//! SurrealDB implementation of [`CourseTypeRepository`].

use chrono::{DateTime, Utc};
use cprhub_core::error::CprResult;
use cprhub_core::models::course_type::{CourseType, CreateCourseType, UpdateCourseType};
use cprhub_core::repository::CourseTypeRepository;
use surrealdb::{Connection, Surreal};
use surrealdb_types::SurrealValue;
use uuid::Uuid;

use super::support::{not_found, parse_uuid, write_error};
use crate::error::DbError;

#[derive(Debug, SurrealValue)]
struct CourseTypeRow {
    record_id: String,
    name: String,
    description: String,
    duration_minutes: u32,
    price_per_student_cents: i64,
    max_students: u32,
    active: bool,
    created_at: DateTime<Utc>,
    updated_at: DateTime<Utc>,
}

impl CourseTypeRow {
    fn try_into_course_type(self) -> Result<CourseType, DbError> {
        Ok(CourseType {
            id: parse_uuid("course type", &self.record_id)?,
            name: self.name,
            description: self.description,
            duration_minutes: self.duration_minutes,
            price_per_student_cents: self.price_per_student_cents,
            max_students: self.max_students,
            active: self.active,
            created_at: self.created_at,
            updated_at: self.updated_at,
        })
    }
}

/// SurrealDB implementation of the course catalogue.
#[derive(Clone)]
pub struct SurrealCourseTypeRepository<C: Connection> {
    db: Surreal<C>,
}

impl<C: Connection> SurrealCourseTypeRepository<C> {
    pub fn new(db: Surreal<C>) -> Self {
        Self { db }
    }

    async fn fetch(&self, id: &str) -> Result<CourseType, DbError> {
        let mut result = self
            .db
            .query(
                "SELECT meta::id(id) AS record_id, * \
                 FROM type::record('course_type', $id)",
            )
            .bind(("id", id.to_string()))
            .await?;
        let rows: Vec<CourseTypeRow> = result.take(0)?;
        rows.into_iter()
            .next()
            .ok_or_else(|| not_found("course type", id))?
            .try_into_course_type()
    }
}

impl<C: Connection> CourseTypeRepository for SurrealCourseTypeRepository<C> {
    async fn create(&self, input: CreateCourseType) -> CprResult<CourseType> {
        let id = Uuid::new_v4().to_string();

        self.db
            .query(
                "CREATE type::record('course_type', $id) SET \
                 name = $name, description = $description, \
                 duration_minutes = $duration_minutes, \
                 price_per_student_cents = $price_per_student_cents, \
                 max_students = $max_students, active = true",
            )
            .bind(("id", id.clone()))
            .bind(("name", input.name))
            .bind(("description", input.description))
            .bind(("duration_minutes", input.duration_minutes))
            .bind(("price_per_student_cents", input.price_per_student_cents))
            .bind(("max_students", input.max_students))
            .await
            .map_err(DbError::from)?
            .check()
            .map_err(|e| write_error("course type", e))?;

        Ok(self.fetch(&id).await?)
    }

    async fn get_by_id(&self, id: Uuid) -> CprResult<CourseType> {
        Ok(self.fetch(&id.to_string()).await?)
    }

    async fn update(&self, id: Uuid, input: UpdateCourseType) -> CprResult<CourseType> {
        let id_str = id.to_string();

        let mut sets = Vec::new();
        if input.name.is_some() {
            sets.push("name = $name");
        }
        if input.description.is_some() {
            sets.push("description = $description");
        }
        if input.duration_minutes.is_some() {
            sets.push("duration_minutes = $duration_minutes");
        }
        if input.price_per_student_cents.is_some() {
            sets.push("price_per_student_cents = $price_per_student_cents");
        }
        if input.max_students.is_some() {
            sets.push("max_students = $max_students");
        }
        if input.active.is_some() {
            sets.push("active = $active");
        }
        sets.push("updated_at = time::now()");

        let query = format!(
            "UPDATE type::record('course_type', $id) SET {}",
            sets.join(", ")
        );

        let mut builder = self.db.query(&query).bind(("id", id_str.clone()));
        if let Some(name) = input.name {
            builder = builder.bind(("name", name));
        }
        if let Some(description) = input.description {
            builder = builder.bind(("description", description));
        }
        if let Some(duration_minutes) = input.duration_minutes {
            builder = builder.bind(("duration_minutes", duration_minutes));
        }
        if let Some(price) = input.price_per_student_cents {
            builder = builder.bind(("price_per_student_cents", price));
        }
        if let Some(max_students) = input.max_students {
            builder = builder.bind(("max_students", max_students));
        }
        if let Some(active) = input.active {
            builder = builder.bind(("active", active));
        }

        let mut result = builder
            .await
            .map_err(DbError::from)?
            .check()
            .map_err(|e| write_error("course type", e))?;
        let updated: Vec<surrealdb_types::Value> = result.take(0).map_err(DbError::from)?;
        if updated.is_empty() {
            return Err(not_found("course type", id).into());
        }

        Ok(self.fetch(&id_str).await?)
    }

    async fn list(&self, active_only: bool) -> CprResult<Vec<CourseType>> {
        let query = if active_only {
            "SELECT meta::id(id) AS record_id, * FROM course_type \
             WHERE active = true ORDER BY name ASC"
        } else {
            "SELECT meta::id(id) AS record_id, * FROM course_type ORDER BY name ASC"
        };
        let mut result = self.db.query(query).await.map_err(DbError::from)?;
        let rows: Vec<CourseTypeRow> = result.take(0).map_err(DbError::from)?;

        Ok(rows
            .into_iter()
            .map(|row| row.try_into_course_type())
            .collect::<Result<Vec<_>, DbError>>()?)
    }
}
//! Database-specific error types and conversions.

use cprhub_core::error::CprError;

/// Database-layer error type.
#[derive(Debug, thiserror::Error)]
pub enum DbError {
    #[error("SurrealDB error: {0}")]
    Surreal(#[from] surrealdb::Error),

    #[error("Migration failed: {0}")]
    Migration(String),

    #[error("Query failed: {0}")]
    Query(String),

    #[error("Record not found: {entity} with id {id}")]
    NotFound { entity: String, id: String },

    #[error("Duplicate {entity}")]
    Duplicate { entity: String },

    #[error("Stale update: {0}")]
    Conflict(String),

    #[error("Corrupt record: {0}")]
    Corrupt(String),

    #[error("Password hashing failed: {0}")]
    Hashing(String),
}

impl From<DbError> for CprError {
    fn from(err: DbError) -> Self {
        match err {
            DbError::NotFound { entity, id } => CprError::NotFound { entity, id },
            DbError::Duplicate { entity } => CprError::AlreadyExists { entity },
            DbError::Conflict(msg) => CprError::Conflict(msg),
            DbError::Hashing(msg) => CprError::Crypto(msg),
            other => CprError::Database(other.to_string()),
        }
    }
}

##########

### Task objective
A copy of each line in the data above that holds the string "CourseTypeRow" is needed.

### Finished exercise
struct CourseTypeRow {
impl CourseTypeRow {
        let rows: Vec<CourseTypeRow> = result.take(0)?;
        let rows: Vec<CourseTypeRow> = result.take(0).map_err(DbError::from)?;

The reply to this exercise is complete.